Exercise aim: Your reply should contain every record, restated word for word.

Available data:
--*--
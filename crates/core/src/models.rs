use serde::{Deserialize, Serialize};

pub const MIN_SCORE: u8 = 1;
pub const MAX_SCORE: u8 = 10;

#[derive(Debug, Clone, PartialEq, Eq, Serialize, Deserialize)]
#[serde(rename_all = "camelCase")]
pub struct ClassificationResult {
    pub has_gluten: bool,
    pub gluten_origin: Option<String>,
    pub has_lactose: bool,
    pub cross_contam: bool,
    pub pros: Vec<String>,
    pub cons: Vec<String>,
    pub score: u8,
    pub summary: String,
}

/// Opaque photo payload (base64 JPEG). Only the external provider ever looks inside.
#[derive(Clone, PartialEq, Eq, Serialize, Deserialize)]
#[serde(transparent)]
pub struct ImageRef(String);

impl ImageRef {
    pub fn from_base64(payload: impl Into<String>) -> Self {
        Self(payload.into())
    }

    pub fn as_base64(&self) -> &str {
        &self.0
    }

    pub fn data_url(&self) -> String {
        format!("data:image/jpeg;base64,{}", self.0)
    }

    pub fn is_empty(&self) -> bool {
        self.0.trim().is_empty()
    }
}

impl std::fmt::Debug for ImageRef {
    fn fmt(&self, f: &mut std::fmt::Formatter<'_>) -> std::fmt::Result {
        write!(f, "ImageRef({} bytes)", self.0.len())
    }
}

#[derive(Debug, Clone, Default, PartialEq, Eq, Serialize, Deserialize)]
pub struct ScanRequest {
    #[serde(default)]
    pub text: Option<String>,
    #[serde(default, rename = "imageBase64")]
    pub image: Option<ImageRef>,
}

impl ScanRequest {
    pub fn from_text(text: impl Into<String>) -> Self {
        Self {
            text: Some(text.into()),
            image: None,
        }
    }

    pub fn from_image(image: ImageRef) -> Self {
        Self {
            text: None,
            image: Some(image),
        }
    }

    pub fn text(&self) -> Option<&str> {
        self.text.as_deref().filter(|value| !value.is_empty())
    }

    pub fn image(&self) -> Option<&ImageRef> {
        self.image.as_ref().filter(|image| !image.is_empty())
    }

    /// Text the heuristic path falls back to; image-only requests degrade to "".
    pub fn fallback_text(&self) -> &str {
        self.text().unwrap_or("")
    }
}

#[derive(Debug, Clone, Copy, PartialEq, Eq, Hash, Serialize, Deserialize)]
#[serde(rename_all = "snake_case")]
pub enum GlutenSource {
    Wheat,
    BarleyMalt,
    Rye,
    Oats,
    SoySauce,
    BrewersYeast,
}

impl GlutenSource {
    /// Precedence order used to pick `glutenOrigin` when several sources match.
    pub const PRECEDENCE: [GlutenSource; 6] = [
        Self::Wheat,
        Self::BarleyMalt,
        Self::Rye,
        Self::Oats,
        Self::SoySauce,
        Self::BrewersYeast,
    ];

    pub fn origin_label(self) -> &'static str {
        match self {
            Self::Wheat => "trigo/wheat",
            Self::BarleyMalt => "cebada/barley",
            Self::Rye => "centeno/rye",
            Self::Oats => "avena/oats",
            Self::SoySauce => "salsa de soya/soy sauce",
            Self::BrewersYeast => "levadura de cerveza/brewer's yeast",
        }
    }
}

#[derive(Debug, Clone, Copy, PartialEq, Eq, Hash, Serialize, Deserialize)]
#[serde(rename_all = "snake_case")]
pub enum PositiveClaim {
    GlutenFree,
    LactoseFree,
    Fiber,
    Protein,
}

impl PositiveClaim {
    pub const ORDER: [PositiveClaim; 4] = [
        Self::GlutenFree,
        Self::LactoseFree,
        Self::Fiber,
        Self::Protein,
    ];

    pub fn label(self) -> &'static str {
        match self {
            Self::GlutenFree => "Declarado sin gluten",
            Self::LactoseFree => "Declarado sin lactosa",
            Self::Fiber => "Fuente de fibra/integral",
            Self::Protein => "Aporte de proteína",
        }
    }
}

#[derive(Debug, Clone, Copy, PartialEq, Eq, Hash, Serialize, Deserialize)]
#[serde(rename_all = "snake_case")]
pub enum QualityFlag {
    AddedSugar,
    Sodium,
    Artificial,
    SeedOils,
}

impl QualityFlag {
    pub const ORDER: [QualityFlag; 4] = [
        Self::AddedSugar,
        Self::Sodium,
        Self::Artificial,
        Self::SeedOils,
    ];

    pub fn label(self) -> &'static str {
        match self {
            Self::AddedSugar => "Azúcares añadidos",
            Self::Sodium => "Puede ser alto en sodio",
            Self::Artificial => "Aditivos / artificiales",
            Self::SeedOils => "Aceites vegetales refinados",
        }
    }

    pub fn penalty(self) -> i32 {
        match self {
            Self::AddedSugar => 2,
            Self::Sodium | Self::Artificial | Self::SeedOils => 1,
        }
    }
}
--*--
Finished task:
filename crates/core/src/models.rs
use serde::{Deserialize, Serialize};

pub const MIN_SCORE: u8 = 1;
pub const MAX_SCORE: u8 = 10;

#[derive(Debug, Clone, PartialEq, Eq, Serialize, Deserialize)]
#[serde(rename_all = "camelCase")]
pub struct ClassificationResult {
    pub has_gluten: bool,
    pub gluten_origin: Option<String>,
    pub has_lactose: bool,
    pub cross_contam: bool,
    pub pros: Vec<String>,
    pub cons: Vec<String>,
    pub score: u8,
    pub summary: String,
}

/// Opaque photo payload (base64 JPEG). Only the external provider ever looks inside.
#[derive(Clone, PartialEq, Eq, Serialize, Deserialize)]
#[serde(transparent)]
pub struct ImageRef(String);

impl ImageRef {
    pub fn from_base64(payload: impl Into<String>) -> Self {
        Self(payload.into())
    }

    pub fn as_base64(&self) -> &str {
        &self.0
    }

    pub fn data_url(&self) -> String {
        format!("data:image/jpeg;base64,{}", self.0)
    }

    pub fn is_empty(&self) -> bool {
        self.0.trim().is_empty()
    }
}

impl std::fmt::Debug for ImageRef {
    fn fmt(&self, f: &mut std::fmt::Formatter<'_>) -> std::fmt::Result {
        write!(f, "ImageRef({} bytes)", self.0.len())
    }
}

#[derive(Debug, Clone, Default, PartialEq, Eq, Serialize, Deserialize)]
pub struct ScanRequest {
    #[serde(default)]
    pub text: Option<String>,
    #[serde(default, rename = "imageBase64")]
    pub image: Option<ImageRef>,
}

impl ScanRequest {
    pub fn from_text(text: impl Into<String>) -> Self {
        Self {
            text: Some(text.into()),
            image: None,
        }
    }

    pub fn from_image(image: ImageRef) -> Self {
        Self {
            text: None,
            image: Some(image),
        }
    }

    pub fn text(&self) -> Option<&str> {
        self.text.as_deref().filter(|value| !value.is_empty())
    }

    pub fn image(&self) -> Option<&ImageRef> {
        self.image.as_ref().filter(|image| !image.is_empty())
    }

    /// Text the heuristic path falls back to; image-only requests degrade to "".
    pub fn fallback_text(&self) -> &str {
        self.text().unwrap_or("")
    }
}

#[derive(Debug, Clone, Copy, PartialEq, Eq, Hash, Serialize, Deserialize)]
#[serde(rename_all = "snake_case")]
pub enum GlutenSource {
    Wheat,
    BarleyMalt,
    Rye,
    Oats,
    SoySauce,
    BrewersYeast,
}

impl GlutenSource {
    /// Precedence order used to pick `glutenOrigin` when several sources match.
    pub const PRECEDENCE: [GlutenSource; 6] = [
        Self::Wheat,
        Self::BarleyMalt,
        Self::Rye,
        Self::Oats,
        Self::SoySauce,
        Self::BrewersYeast,
    ];

    pub fn origin_label(self) -> &'static str {
        match self {
            Self::Wheat => "trigo/wheat",
            Self::BarleyMalt => "cebada/barley",
            Self::Rye => "centeno/rye",
            Self::Oats => "avena/oats",
            Self::SoySauce => "salsa de soya/soy sauce",
            Self::BrewersYeast => "levadura de cerveza/brewer's yeast",
        }
    }
}

#[derive(Debug, Clone, Copy, PartialEq, Eq, Hash, Serialize, Deserialize)]
#[serde(rename_all = "snake_case")]
pub enum PositiveClaim {
    GlutenFree,
    LactoseFree,
    Fiber,
    Protein,
}

impl PositiveClaim {
    pub const ORDER: [PositiveClaim; 4] = [
        Self::GlutenFree,
        Self::LactoseFree,
        Self::Fiber,
        Self::Protein,
    ];

    pub fn label(self) -> &'static str {
        match self {
            Self::GlutenFree => "Declarado sin gluten",
            Self::LactoseFree => "Declarado sin lactosa",
            Self::Fiber => "Fuente de fibra/integral",
            Self::Protein => "Aporte de proteína",
        }
    }
}

#[derive(Debug, Clone, Copy, PartialEq, Eq, Hash, Serialize, Deserialize)]
#[serde(rename_all = "snake_case")]
pub enum QualityFlag {
    AddedSugar,
    Sodium,
    Artificial,
    SeedOils,
}

impl QualityFlag {
    pub const ORDER: [QualityFlag; 4] = [
        Self::AddedSugar,
        Self::Sodium,
        Self::Artificial,
        Self::SeedOils,
    ];

    pub fn label(self) -> &'static str {
        match self {
            Self::AddedSugar => "Azúcares añadidos",
            Self::Sodium => "Puede ser alto en sodio",
            Self::Artificial => "Aditivos / artificiales",
            Self::SeedOils => "Aceites vegetales refinados",
        }
    }

    pub fn penalty(self) -> i32 {
        match self {
            Self::AddedSugar => 2,
            Self::Sodium | Self::Artificial | Self::SeedOils => 1,
        }
    }
}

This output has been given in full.